Records excerpted from a collection:
======
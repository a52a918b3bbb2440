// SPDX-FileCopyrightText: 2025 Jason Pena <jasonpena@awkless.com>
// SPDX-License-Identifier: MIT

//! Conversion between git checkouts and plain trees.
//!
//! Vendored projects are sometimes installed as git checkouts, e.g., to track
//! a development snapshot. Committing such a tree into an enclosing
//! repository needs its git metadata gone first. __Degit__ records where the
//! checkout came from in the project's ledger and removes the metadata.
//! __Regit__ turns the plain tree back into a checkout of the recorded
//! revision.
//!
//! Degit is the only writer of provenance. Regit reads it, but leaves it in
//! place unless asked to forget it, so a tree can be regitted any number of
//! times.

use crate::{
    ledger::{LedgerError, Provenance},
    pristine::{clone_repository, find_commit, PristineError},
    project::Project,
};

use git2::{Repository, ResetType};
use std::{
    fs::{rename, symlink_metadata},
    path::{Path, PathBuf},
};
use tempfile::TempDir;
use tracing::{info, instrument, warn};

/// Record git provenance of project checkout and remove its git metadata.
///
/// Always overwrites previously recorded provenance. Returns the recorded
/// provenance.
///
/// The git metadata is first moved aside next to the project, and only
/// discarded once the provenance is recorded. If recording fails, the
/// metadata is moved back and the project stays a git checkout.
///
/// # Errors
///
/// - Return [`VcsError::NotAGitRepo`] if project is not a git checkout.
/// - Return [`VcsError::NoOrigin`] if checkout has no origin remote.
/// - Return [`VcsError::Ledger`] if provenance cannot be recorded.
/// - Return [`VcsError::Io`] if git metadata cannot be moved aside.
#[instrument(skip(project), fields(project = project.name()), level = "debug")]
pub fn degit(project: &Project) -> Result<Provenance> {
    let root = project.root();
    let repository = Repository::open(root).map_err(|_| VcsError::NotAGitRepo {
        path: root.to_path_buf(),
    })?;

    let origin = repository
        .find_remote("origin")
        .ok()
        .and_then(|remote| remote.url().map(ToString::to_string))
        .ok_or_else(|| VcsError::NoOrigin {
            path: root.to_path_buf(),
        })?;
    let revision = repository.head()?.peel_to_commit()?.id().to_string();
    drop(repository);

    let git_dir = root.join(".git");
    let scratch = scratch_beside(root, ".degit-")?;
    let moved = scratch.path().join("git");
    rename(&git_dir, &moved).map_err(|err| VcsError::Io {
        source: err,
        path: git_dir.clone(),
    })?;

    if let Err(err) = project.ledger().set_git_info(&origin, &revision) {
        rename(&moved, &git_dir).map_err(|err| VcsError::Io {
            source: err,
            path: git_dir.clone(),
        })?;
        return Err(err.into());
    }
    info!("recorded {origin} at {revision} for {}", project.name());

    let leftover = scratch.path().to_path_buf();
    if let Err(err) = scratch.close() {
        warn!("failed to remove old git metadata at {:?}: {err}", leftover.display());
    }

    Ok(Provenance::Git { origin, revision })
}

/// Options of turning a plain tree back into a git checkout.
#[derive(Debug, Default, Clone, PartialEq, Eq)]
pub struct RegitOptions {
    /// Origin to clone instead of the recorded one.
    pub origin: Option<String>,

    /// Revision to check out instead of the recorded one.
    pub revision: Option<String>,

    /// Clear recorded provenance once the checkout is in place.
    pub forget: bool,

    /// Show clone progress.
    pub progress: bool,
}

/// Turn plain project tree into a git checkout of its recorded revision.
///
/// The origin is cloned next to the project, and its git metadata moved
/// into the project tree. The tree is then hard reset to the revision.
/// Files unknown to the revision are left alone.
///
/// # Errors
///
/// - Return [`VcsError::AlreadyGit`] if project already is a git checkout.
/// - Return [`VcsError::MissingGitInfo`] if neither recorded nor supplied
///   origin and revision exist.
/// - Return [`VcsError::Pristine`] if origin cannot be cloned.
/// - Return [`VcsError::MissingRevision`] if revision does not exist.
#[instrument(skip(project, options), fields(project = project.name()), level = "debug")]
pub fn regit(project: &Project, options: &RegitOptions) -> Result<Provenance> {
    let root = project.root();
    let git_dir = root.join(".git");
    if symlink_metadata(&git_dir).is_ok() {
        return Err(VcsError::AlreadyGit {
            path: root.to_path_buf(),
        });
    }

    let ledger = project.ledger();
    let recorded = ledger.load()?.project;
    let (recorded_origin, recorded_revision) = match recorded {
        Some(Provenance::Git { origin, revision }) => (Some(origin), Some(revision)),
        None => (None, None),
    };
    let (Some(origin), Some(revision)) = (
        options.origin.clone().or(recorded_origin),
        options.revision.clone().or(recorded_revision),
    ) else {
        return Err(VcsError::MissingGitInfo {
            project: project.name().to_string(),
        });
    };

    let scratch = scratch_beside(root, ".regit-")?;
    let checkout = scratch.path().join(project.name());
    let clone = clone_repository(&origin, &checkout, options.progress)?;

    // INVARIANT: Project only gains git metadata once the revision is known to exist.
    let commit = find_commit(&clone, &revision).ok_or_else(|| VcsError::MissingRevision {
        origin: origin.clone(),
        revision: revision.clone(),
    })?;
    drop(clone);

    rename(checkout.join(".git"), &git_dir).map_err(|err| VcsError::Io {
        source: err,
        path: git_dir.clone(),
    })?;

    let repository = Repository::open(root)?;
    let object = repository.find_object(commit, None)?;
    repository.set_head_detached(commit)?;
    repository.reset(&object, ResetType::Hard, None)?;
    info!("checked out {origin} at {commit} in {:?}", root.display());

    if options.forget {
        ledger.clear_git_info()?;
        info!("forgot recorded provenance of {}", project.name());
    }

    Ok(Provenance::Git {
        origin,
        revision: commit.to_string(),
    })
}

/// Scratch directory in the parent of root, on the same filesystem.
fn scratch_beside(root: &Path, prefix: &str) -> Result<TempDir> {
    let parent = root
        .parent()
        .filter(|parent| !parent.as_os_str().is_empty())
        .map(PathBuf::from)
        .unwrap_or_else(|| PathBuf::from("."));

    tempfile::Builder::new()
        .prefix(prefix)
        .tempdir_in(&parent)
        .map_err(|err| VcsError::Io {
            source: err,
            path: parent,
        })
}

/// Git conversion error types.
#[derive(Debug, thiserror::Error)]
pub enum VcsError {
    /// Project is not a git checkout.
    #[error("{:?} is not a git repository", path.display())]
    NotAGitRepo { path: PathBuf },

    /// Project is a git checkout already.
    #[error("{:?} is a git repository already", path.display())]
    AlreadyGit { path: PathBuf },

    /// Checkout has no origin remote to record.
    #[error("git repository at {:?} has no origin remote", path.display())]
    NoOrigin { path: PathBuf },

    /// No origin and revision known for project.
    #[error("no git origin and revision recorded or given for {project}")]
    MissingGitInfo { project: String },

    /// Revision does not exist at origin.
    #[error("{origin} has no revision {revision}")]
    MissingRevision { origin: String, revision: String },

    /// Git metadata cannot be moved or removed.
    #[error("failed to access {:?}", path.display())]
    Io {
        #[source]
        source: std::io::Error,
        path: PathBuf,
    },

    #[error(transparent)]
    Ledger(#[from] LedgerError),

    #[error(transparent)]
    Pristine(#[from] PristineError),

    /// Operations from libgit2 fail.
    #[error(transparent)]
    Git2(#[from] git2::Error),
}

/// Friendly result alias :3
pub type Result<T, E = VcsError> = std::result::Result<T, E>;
======
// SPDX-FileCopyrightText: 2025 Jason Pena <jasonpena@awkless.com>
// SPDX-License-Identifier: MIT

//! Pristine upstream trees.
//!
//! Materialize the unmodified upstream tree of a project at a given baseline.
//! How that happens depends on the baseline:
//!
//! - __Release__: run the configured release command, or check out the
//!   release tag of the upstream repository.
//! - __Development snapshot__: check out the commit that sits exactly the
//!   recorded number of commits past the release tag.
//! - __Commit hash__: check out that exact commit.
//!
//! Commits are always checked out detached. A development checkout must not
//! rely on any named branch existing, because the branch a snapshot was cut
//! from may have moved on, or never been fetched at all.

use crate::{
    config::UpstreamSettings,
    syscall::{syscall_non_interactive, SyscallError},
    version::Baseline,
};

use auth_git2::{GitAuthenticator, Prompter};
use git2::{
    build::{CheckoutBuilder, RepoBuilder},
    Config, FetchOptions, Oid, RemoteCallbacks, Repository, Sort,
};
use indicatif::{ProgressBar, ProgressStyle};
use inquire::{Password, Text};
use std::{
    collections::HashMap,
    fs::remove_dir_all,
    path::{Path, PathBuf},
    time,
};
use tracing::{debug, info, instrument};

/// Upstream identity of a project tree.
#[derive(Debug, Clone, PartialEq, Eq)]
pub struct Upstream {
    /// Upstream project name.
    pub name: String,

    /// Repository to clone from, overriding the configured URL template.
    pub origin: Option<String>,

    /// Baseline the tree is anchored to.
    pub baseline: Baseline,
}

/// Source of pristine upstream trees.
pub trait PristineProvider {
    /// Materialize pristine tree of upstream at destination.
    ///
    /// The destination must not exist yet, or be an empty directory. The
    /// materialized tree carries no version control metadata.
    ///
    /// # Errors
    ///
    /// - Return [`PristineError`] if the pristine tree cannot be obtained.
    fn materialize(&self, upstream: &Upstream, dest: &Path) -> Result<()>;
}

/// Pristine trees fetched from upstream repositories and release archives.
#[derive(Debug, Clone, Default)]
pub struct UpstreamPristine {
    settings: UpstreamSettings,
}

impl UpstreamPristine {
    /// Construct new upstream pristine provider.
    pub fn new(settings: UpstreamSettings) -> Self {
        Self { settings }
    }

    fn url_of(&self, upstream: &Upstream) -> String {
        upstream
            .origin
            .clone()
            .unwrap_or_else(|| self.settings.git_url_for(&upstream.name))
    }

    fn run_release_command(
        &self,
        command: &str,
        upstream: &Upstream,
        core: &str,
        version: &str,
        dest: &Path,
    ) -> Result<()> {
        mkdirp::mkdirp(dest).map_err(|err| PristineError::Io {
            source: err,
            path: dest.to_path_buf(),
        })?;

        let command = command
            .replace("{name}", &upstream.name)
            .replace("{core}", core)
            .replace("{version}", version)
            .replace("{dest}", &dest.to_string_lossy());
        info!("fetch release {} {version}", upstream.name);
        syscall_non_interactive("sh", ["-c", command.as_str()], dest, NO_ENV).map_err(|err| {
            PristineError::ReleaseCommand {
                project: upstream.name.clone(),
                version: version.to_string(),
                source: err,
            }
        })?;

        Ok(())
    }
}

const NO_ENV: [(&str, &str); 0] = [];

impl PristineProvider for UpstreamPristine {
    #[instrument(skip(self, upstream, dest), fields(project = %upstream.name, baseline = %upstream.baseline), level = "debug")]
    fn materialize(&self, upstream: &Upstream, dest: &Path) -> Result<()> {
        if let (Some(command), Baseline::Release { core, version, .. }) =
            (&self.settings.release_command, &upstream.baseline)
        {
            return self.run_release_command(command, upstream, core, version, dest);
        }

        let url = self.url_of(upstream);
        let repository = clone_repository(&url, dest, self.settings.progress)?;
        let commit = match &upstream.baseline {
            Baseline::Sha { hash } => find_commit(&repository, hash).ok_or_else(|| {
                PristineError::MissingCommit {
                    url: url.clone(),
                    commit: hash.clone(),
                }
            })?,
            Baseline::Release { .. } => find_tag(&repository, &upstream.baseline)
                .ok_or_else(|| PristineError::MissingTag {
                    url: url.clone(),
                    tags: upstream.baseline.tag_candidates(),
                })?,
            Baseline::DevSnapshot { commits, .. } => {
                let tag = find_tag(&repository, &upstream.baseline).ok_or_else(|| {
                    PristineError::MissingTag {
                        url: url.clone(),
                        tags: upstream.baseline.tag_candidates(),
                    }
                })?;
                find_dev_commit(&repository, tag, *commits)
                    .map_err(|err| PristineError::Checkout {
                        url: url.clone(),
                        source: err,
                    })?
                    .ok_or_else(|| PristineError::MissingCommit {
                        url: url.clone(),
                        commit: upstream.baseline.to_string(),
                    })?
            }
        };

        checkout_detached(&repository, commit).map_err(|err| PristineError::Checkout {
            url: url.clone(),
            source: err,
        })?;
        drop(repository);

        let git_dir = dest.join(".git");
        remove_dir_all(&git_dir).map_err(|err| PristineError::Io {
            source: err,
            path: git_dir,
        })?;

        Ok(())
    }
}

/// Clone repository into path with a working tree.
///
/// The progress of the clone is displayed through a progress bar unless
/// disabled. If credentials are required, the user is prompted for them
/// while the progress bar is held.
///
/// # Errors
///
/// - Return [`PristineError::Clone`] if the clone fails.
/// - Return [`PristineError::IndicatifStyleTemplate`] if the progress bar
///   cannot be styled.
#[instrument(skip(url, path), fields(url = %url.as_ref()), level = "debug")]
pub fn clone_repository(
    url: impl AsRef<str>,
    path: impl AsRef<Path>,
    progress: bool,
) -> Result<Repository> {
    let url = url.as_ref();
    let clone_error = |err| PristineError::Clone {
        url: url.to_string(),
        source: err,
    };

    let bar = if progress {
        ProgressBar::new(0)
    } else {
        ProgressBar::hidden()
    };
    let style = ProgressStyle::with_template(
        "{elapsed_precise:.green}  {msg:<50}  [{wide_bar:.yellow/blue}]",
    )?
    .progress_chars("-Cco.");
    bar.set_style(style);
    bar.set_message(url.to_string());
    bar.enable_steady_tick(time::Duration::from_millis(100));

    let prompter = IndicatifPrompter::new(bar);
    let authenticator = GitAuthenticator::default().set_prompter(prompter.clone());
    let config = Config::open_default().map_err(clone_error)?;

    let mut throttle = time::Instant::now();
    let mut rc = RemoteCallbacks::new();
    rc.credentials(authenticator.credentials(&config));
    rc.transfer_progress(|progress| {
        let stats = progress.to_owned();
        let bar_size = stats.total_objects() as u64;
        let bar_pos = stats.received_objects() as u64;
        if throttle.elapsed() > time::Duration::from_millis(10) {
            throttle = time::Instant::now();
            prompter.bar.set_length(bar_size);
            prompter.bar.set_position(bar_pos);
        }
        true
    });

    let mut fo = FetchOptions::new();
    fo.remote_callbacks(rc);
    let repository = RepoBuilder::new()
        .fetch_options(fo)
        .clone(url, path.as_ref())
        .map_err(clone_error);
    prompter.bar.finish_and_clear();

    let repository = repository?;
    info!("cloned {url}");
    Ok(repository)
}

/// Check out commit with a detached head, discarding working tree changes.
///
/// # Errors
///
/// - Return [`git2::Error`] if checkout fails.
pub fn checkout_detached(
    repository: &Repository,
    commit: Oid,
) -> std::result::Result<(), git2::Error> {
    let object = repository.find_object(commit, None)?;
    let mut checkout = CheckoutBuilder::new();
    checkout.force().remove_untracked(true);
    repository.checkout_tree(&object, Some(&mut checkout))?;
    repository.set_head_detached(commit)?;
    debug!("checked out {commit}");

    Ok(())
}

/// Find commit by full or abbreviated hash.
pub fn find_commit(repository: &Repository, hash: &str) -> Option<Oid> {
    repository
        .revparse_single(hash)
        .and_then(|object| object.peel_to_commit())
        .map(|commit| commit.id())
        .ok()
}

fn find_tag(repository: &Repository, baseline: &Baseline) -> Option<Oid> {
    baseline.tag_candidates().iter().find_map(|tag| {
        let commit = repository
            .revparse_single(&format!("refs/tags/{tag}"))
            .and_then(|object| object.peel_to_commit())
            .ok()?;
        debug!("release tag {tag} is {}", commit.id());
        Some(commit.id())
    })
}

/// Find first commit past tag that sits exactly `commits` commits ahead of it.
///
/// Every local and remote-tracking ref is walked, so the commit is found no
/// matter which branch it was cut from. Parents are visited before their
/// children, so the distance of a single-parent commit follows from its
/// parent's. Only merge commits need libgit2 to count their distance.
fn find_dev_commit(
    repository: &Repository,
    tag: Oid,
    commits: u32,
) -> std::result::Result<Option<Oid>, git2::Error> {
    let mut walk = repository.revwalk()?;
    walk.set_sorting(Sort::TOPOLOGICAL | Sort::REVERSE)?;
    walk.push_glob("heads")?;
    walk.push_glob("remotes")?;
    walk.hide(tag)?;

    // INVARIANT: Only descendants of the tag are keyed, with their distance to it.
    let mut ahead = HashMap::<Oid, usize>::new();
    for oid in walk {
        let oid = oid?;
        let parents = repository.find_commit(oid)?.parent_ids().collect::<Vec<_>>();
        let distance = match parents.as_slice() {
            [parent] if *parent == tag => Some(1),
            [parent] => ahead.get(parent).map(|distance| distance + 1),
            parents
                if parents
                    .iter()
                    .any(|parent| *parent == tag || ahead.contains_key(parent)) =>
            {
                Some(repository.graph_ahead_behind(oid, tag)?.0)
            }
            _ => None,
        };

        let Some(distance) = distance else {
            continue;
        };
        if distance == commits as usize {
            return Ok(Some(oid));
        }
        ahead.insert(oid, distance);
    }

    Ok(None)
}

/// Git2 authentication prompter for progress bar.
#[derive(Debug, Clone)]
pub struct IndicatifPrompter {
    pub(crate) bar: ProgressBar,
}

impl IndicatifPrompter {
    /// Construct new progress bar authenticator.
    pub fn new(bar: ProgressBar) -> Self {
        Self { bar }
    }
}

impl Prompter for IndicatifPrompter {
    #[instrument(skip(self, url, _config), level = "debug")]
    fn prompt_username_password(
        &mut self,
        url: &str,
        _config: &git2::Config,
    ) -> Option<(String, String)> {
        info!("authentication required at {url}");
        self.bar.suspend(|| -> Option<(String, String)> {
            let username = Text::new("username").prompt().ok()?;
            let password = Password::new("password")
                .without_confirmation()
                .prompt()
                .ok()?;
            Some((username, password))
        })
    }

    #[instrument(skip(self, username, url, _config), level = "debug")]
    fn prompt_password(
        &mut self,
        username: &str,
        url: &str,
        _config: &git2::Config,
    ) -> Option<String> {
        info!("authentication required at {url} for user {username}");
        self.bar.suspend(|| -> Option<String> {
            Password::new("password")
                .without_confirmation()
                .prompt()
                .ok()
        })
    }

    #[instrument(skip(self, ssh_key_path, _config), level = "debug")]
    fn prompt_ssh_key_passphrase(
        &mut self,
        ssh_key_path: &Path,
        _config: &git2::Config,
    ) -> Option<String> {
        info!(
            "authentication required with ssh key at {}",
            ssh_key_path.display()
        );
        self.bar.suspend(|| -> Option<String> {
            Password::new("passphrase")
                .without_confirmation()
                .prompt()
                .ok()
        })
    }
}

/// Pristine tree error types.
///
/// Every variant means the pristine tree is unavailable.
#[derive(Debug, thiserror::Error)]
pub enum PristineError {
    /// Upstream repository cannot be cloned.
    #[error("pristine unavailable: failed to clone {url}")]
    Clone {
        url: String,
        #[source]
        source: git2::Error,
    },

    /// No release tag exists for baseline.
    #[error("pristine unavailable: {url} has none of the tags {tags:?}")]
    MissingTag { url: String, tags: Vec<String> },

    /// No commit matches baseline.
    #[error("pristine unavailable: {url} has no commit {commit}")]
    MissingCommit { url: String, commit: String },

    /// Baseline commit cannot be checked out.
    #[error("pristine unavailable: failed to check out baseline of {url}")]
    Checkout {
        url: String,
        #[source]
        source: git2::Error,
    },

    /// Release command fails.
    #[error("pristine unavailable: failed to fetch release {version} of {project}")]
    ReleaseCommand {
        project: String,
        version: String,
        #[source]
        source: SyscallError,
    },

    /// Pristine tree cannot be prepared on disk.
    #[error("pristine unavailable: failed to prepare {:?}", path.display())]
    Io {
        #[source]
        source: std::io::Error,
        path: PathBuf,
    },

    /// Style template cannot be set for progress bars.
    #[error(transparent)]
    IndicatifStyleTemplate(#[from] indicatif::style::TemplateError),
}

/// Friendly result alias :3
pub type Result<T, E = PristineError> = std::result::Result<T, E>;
======
Assignment => Say how many lines in the data hold the string "Instant", and say nothing else.

Result for this exercise => 2